Eine Möglichkeit wäre Dir vom Händler und Hersteller schriftlich bestätigen zu lassen, das Windows auf dem Teil läuft. Wenn es das dann nicht tut, wärst Du falsch beraten worden. Ich bin natürlich kein Rechtsexperte könnte mir aber vorstellen das man im Streitfall damit durch kommt...

Die andere Sache sehe ich wie Herbboy. Beschweren und nen Lauten machen.
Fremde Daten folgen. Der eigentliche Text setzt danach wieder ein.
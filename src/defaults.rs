//! Default configuration constants for halo-voice.
//!
//! Shared by the config sections and by the component constructors so the
//! two never drift apart.

/// Default capture sample rate in Hz.
pub const SAMPLE_RATE: u32 = 16000;

/// Duration of one capture frame in milliseconds.
///
/// 20ms is the usual speech-processing frame: long enough for a stable energy
/// estimate, short enough that debounce counts stay responsive.
pub const FRAME_DURATION_MS: u32 = 20;

/// Voice classifier strictness, 0 (permissive) to 3 (strict).
pub const AGGRESSIVENESS: u8 = 3;

/// Consecutive speech frames required before an utterance opens.
///
/// 12 frames at 20ms = 240ms of sustained voice, which rejects door knocks
/// and keyboard clicks.
pub const MIN_CONSECUTIVE_SPEECH_FRAMES: u32 = 12;

/// Consecutive non-speech frames that close an open utterance.
pub const HANGOVER_FRAMES: u32 = 30;

/// Frames kept from before the debounce run and prepended to the utterance.
pub const PRE_ROLL_FRAMES: u32 = 5;

/// Upper bound on a single utterance before it is force-closed.
pub const MAX_UTTERANCE_MS: u32 = 15_000;

/// Correlation coefficient at or above which a mic frame counts as loopback.
pub const CORR_THRESHOLD: f32 = 0.60;

/// Largest speaker-to-microphone delay searched by the gate.
pub const MAX_LAG_MS: u32 = 95;

/// Coarse lag step of the gate search before sample-accurate refinement.
pub const LAG_STEP_MS: u32 = 1;

/// How long played audio stays in the loopback buffer.
pub const LOOPBACK_RETENTION_MS: u32 = 1000;

/// Minimum coherence score for a transcript to reach the language model.
pub const COHERENCE_THRESHOLD: f32 = 0.45;

/// Sentences shorter than this (in characters) count as fragments.
pub const MIN_FRAGMENT_CHARS: usize = 8;

/// Similarity above which a transcript is treated as a duplicate or echo.
pub const SIMILARITY_THRESHOLD: f32 = 0.70;

/// Filler words that carry no content on their own.
pub const FILLERS: &[&str] = &[
    "えー", "えっと", "あの", "あのー", "その", "まあ", "うーん", "えーと", "ええと", "んー",
];

/// Longest sentence span handed to the synthesizer, in characters.
pub const MAX_SENTENCE_CHARS: usize = 80;

/// Capacity of the playback queue.
pub const QUEUE_SIZE: usize = 4;

/// Size of one playback block written to the sink and the loopback buffer.
pub const PLAYBACK_BLOCK_MS: u32 = 20;

/// Default synthesizer speaker id.
pub const SPEAKER: u32 = 89;

/// Farewell phrases that end the session.
pub const FAREWELL_PHRASES: &[&str] = &["終了", "バイバイ", "さようなら"];

/// Phrases that cut the assistant off mid-response.
pub const INTERRUPT_PHRASES: &[&str] = &["ストップ", "ちょっと待って", "stop"];

/// Reply spoken before the session ends on a farewell.
pub const FAREWELL_REPLY: &str = "バイバイ！";

/// Name the assistant answers to and prefixes its own lines with.
pub const ASSISTANT_NAME: &str = "ハロ";

/// Conversation turns kept as language model context.
pub const HISTORY_TURNS: usize = 10;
Wird sicher mehr als einmal nötig sein, aber sonst merken die es ja nicht.... Packung hat leichte Öffnungsspuren... 
Da kann man ja auch dagegen argumentieren: Das Gerät hatte bei der Entgegennahme extrem massive Verpackungsspuren...
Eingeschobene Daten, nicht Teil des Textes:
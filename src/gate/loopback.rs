//! Timeline of recently played synthesizer audio.

use crate::audio::Clock;
use crate::audio::frame::samples_to_duration;
use std::collections::VecDeque;
use std::ops::Range;
use std::sync::{Arc, Mutex};
use std::time::{Duration, Instant};

/// A copied-out slice of the loopback timeline.
#[derive(Debug, Clone, PartialEq)]
pub struct Snapshot {
    /// Requested window; positions without played audio are zero.
    pub samples: Vec<i16>,
    /// Positions of `samples` backed by played audio.
    pub covered: Range<usize>,
}

impl Snapshot {
    fn empty(len: usize) -> Self {
        Self {
            samples: vec![0; len],
            covered: 0..0,
        }
    }

    pub fn is_empty(&self) -> bool {
        self.covered.is_empty()
    }

    /// Number of covered positions inside `range`.
    pub fn coverage(&self, range: Range<usize>) -> usize {
        let start = range.start.max(self.covered.start);
        let end = range.end.min(self.covered.end);
        end.saturating_sub(start)
    }
}

#[derive(Debug, Default)]
struct Timeline {
    /// Playback time of `samples[0]`.
    start: Option<Instant>,
    samples: VecDeque<i16>,
}

/// Played PCM with playback timestamps, written by the playback worker and
/// read by the correlation gate.
///
/// Appended chunks form one contiguous timeline; a gap between chunks is
/// recorded as silence. Samples older than the retention horizon are evicted on
/// every append and read, and the timeline never grows beyond twice the
/// horizon. Reads copy out only the requested window, so the lock is held for
/// O(window) work.
pub struct LoopbackBuffer {
    inner: Mutex<Timeline>,
    sample_rate: u32,
    retention: Duration,
    capacity: usize,
    clock: Arc<dyn Clock>,
}

impl LoopbackBuffer {
    pub fn new(sample_rate: u32, retention: Duration, clock: Arc<dyn Clock>) -> Self {
        let retention_samples = duration_to_samples(retention, sample_rate);
        Self {
            inner: Mutex::new(Timeline::default()),
            sample_rate,
            retention,
            capacity: retention_samples.saturating_mul(2).max(1),
            clock,
        }
    }

    pub fn sample_rate(&self) -> u32 {
        self.sample_rate
    }

    pub fn retention(&self) -> Duration {
        self.retention
    }

    /// Record `samples` as played starting at `played_at`.
    pub fn append(&self, played_at: Instant, samples: &[i16]) {
        if samples.is_empty() {
            return;
        }
        let now = self.clock.now();
        let mut timeline = match self.inner.lock() {
            Ok(guard) => guard,
            Err(poisoned) => poisoned.into_inner(),
        };
        self.evict(&mut timeline, now);

        match timeline.start {
            Some(start) if !timeline.samples.is_empty() => {
                let end = start + samples_to_duration(timeline.samples.len(), self.sample_rate);
                if played_at > end {
                    let gap = duration_to_samples(played_at - end, self.sample_rate);
                    if gap >= self.capacity {
                        timeline.samples.clear();
                        timeline.start = Some(played_at);
                    } else {
                        timeline.samples.extend(std::iter::repeat_n(0, gap));
                    }
                }
                // Chunks that overlap the tail continue it; playback is sequential.
            }
            _ => {
                timeline.samples.clear();
                timeline.start = Some(played_at);
            }
        }
        timeline.samples.extend(samples.iter().copied());

        let overflow = timeline.samples.len().saturating_sub(self.capacity);
        if overflow > 0 {
            self.drop_front(&mut timeline, overflow);
        }
    }

    /// Copy out `len` samples starting at playback time `from`.
    pub fn snapshot(&self, from: Instant, len: usize) -> Snapshot {
        let now = self.clock.now();
        let mut timeline = match self.inner.lock() {
            Ok(guard) => guard,
            Err(poisoned) => poisoned.into_inner(),
        };
        self.evict(&mut timeline, now);

        let Some(start) = timeline.start else {
            return Snapshot::empty(len);
        };
        if timeline.samples.is_empty() {
            return Snapshot::empty(len);
        }

        let offset = signed_samples(from, start, self.sample_rate);
        let available = timeline.samples.len() as i64;
        let first = offset.clamp(0, available);
        let last = (offset + len as i64).clamp(0, available);
        if first >= last {
            return Snapshot::empty(len);
        }

        let mut samples = vec![0; len];
        let covered_start = (first - offset) as usize;
        let covered_end = (last - offset) as usize;
        for (slot, &sample) in samples[covered_start..covered_end]
            .iter_mut()
            .zip(timeline.samples.range(first as usize..last as usize))
        {
            *slot = sample;
        }

        Snapshot {
            samples,
            covered: covered_start..covered_end,
        }
    }

    pub fn len(&self) -> usize {
        self.inner.lock().map(|t| t.samples.len()).unwrap_or(0)
    }

    pub fn is_empty(&self) -> bool {
        self.len() == 0
    }

    /// Playback time of the oldest retained sample.
    pub fn oldest(&self) -> Option<Instant> {
        self.inner.lock().ok().and_then(|t| t.start)
    }

    pub fn clear(&self) {
        if let Ok(mut timeline) = self.inner.lock() {
            timeline.samples.clear();
            timeline.start = None;
        }
    }

    fn evict(&self, timeline: &mut Timeline, now: Instant) {
        let (Some(start), Some(cutoff)) = (timeline.start, now.checked_sub(self.retention)) else {
            return;
        };
        if start >= cutoff {
            return;
        }
        let stale = duration_to_samples(cutoff - start, self.sample_rate);
        self.drop_front(timeline, stale);
    }

    fn drop_front(&self, timeline: &mut Timeline, count: usize) {
        let count = count.min(timeline.samples.len());
        timeline.samples.drain(..count);
        if timeline.samples.is_empty() {
            timeline.start = None;
        } else if let Some(start) = timeline.start {
            timeline.start = Some(start + samples_to_duration(count, self.sample_rate));
        }
    }
}

fn duration_to_samples(duration: Duration, sample_rate: u32) -> usize {
    (duration.as_nanos() * sample_rate as u128 / 1_000_000_000) as usize
}

/// Signed sample distance from `origin` to `at`, rounded to the nearest sample.
fn signed_samples(at: Instant, origin: Instant, sample_rate: u32) -> i64 {
    let to_samples = |d: Duration| ((d.as_nanos() * sample_rate as u128 + 500_000_000) / 1_000_000_000) as i64;
    if at >= origin {
        to_samples(at - origin)
    } else {
        -to_samples(origin - at)
    }
}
Die sollen Dir nachweisen das die Packung 40,- Tacken gekostet hat!


----------



## Herbboy (9. Februar 2011)

Wenn die jetzt ganz übel zerrissen wäre oder Zubehörtüten zerfetzt oder so, so dass man das unmöglich einem anderen Kunden als "neu" verkaufen kann, dann könnte man über einen gewissen Abzug reden, aber an sich gilt auch hier: solche Rückläufer muss der Shop vorher in seine Preise einkalkulieren. Das muss also schon eine ziemlich unzumutbare Beschädigung sein. 

Amazon zB hat mir bei meinen Kopfhörern, die mir vom Sound her nicht gefielen, den vollen Preis erstatte, obwohl die in einer Packung waren, die man zerstören MUSSTE, um an die Kopfhörer ranzukommen. Und ein paar Tage später hätte man die halt per amazon Resterampe für 15% Nachlass kaufen können mit dem Hinweis "Packung mit Schere geöffnet, Produkt einwandfei" oder so. Manche Shops verkaufen sogar Rückläufer-Ware mit dem Zusatz "Packung fehlt"


----------



## rebel4life (14. Februar 2011)

Einfach schriftlich eine Frist setzen, dass noch ein Betrag offensteht. 
Verstreicht diese Frist, ab zum Anwalt. Der Händler hat quasi schon verloren und bewegt sich da auf sehr dünnem Eis - man könnte von gewerbsmäßigem Betrug sprechen wenn das überwiegend auftritt.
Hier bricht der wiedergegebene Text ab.